>>>>
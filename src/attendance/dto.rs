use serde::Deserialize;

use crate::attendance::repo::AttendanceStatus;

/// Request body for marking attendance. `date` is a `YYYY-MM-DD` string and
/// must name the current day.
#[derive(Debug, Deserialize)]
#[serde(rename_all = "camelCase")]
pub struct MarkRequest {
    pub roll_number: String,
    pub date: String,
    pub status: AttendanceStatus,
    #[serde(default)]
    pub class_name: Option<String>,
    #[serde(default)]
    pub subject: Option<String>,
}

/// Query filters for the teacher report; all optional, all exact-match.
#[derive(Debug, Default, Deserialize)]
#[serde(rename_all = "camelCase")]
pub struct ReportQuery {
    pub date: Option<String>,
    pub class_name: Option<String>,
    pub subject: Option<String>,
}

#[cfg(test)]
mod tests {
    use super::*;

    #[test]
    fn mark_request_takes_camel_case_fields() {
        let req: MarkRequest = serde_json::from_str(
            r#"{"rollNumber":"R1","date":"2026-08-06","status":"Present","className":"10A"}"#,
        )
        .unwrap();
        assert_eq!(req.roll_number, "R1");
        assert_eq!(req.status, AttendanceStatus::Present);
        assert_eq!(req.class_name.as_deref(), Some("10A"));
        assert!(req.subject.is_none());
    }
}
<<<<
>>>>
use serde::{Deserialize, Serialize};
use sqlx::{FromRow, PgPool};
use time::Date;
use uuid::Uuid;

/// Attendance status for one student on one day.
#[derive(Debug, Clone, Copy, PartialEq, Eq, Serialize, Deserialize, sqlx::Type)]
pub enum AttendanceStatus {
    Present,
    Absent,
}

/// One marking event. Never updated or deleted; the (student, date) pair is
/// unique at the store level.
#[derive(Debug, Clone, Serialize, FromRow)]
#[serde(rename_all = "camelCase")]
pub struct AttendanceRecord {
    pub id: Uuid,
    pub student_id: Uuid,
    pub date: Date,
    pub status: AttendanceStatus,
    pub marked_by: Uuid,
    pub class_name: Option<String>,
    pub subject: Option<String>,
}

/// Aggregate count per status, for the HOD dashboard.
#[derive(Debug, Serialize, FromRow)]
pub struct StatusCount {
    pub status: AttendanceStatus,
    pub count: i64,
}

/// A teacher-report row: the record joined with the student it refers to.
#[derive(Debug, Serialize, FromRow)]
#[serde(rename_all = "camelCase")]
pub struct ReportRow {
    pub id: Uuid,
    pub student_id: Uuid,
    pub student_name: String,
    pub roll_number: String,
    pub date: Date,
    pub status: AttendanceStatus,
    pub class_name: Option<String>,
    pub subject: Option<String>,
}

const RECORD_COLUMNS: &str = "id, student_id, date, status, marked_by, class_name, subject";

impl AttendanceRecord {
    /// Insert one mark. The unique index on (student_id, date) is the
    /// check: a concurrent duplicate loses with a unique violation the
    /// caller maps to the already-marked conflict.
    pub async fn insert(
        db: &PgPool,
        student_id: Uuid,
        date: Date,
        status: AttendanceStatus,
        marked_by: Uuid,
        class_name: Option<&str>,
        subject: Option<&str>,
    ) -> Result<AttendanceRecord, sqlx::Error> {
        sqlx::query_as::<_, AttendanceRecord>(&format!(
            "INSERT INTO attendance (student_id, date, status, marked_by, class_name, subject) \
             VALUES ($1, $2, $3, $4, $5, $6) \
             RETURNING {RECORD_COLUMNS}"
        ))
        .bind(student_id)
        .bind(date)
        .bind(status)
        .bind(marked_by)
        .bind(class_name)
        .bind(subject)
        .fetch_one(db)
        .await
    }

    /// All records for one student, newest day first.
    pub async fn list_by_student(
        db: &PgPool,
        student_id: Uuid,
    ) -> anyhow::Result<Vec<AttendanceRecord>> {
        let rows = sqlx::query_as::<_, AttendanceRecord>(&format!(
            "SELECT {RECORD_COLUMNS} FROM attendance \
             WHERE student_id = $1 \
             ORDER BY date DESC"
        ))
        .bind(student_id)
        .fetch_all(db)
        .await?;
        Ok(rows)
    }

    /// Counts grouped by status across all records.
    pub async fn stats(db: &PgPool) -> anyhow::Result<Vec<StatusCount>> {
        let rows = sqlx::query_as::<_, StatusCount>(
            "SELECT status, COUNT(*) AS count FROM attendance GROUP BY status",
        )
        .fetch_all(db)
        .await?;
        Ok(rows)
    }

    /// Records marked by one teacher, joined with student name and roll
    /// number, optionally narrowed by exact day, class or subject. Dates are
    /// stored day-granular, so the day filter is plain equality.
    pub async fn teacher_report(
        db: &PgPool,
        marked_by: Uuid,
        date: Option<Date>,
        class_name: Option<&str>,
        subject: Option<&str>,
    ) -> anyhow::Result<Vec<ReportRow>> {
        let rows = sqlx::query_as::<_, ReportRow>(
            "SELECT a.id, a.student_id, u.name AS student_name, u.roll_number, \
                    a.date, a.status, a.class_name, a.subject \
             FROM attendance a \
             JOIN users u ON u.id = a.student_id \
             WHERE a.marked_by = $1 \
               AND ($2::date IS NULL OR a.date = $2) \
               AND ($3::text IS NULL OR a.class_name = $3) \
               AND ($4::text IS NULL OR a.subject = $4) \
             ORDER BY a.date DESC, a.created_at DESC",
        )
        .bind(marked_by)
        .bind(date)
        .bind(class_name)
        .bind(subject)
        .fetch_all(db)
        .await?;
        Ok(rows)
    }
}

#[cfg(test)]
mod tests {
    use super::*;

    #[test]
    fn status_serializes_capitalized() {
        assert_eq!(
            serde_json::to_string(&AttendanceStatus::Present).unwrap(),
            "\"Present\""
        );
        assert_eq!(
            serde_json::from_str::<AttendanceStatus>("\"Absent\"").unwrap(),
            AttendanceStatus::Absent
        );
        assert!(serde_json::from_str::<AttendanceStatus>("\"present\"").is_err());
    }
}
<<<<
**ASSIGNMENT**
For the string "joined", work out how many lines of the entries contain it and reply with that number alone.

**TASK ANSWER**
2